Foto 13. Se observan lesiones eritematosas, alopécicas y rezumantes en cara, cuello y miembros anteriores en un canino mestizo adulto con demodicosis generalizada cuya citología reveló signos de infección (Infección bacteriana secundaria).

Duración del tratamiento, monitoreo y pronóstico
La mejoría de las lesiones siempre precede a la cura clínica definitiva, por lo tanto la ausencia del ácaro ante la observación microscópica definiría el fin del tratamiento. En general se indican controles cada 3-4 semanas con raspajes de varias áreas afectadas (3-5 lesiones). Se recomienda continuar por un mes más de tratamiento luego de 2 raspajes mensuales negativo (Mueller y col., 2011). No obstante, en los casos más complejos se sugiere el seguimiento del paciente con controles periódicos durante 12 meses por posibles recidivas.

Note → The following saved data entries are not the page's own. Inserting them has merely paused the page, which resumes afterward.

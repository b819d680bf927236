#![allow(dead_code)]

use std::sync::atomic::{AtomicUsize, Ordering};
use std::sync::{Arc, Mutex};

use async_trait::async_trait;
use mirage_lib::{
    BrandServer, GenerationRequest, MirageError, ResponseFormat, Result, ScrapedPage, Scraper,
    TextModel,
};
use reqwest::StatusCode;

/// Serves a small page for every URL except those containing `fail_on`.
#[derive(Default)]
pub struct FakeScraper {
    pub fail_on: Option<String>,
    pub calls: AtomicUsize,
    pub urls: Mutex<Vec<String>>,
}

impl FakeScraper {
    pub fn failing_on(fragment: &str) -> Self {
        Self {
            fail_on: Some(fragment.to_string()),
            ..Self::default()
        }
    }

    pub fn calls(&self) -> usize {
        self.calls.load(Ordering::SeqCst)
    }
}

#[async_trait]
impl Scraper for FakeScraper {
    async fn scrape(&self, url: &str, include_screenshot: bool) -> Result<ScrapedPage> {
        self.calls.fetch_add(1, Ordering::SeqCst);
        self.urls.lock().unwrap().push(url.to_string());
        if let Some(fragment) = &self.fail_on {
            if url.contains(fragment.as_str()) {
                return Err(MirageError::fetch(
                    Some(StatusCode::BAD_GATEWAY),
                    format!("Firecrawl request failed (502): upstream unavailable for {url}"),
                ));
            }
        }
        Ok(ScrapedPage {
            url: url.to_string(),
            markdown: Some(format!("# Welcome to {url}\nBuild faster with us.")),
            html: Some("<h1 style=\"font-family: Inter\">Welcome</h1>".into()),
            screenshot: include_screenshot.then(|| "https://cdn.test/shot.png".to_string()),
            title: Some("Fake site".into()),
            description: None,
        })
    }
}

/// Answers brand extraction with JSON and component generation with markup.
///
/// Pages whose prompt mentions `other.test` get a second, distinct brand.
#[derive(Default)]
pub struct FakeModel {
    pub calls: AtomicUsize,
    pub prompts: Mutex<Vec<String>>,
}

impl FakeModel {
    pub fn calls(&self) -> usize {
        self.calls.load(Ordering::SeqCst)
    }
}

pub const BRAND_JSON: &str = r##"{
  "colors": {"primary": "#FF5A5F", "secondary": "#00A699", "palette": ["#FF5A5F", "#00A699", "#FFFFFF"]},
  "typography": {"headings": "Circular", "body": "Helvetica", "weights": [400, 700]},
  "spacing": {"grid": "8px"},
  "buttons": {"primary": {"bg": "#FF5A5F", "text": "#FFFFFF", "borderRadius": "8px"}}
}"##;

pub const OTHER_BRAND_JSON: &str = r##"{
  "colors": {"primary": "#1DB954", "secondary": "#191414", "palette": ["#1DB954", "#191414"]},
  "typography": {"headings": "Gotham", "body": "Helvetica"},
  "buttons": {"primary": {"bg": "#1DB954", "text": "#FFFFFF", "borderRadius": "500px"}}
}"##;

const PRICING_REPLY: &str = "---HTML---\n<section class=\"pricing\">\n  <div class=\"pricing-tier\"><h3>Starter</h3><p class=\"price\">$9/mo</p><button>Choose</button></div>\n  <div class=\"pricing-tier\"><h3>Pro</h3><p class=\"price\">$29/mo</p><button>Choose</button></div>\n  <div class=\"pricing-tier\"><h3>Team</h3><p class=\"price\">$99/mo</p><button>Choose</button></div>\n</section>\n---CSS---\n.pricing { display: grid; grid-template-columns: repeat(3, 1fr); }\n---END---";

const COMPONENT_REPLY: &str = "---HTML---\n<section class=\"hero\"><h1>Hello</h1><a class=\"btn\">Start</a></section>\n---CSS---\n.hero { font-family: var(--font-heading); }\n---END---";

#[async_trait]
impl TextModel for FakeModel {
    async fn generate(&self, request: &GenerationRequest) -> Result<String> {
        self.calls.fetch_add(1, Ordering::SeqCst);
        self.prompts.lock().unwrap().push(request.prompt.clone());
        Ok(match request.format {
            ResponseFormat::Json if request.prompt.contains("other.test") => OTHER_BRAND_JSON,
            ResponseFormat::Json => BRAND_JSON,
            ResponseFormat::Text if request.prompt.contains("pricing table") => PRICING_REPLY,
            ResponseFormat::Text => COMPONENT_REPLY,
        }
        .to_string())
    }
}

pub struct Harness {
    pub scraper: Arc<FakeScraper>,
    pub model: Arc<FakeModel>,
    pub server: BrandServer,
}

pub fn harness_with(scraper: FakeScraper) -> Harness {
    let scraper = Arc::new(scraper);
    let model = Arc::new(FakeModel::default());
    let server = BrandServer::new(scraper.clone(), model.clone());
    Harness {
        scraper,
        model,
        server,
    }
}

pub fn harness() -> Harness {
    harness_with(FakeScraper::default())
}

Actualmente el pronóstico de la demodicosis canina es bueno, sin embargo, en aquellos pacientes con una enfermedad subyacente incurable o pobremente controlada no podrá nunca ser curada y requerirá terapia a largo plazo.

Conclusión
Para finalizar, es interesante remarcar que a pesar que la demodicosis es una patología en muchos casos subestimada, aún quedan por dilucidar muchos aspectos acerca de su fisiopatología así como también esclarecer que causas o desórdenes humorales, celulares y/o inmunológicos promueven el desarrollo de las diferentes formas de presentación clínica. Además es importante remarcar, el gran avance científico tecnológico y la implementación de técnicas como el PCR, así como el desarrollo de nuevos fármacos que poseen mayor rango de seguridad y que permiten alcanzar la cura definitiva en periodos más cortos de tiempo.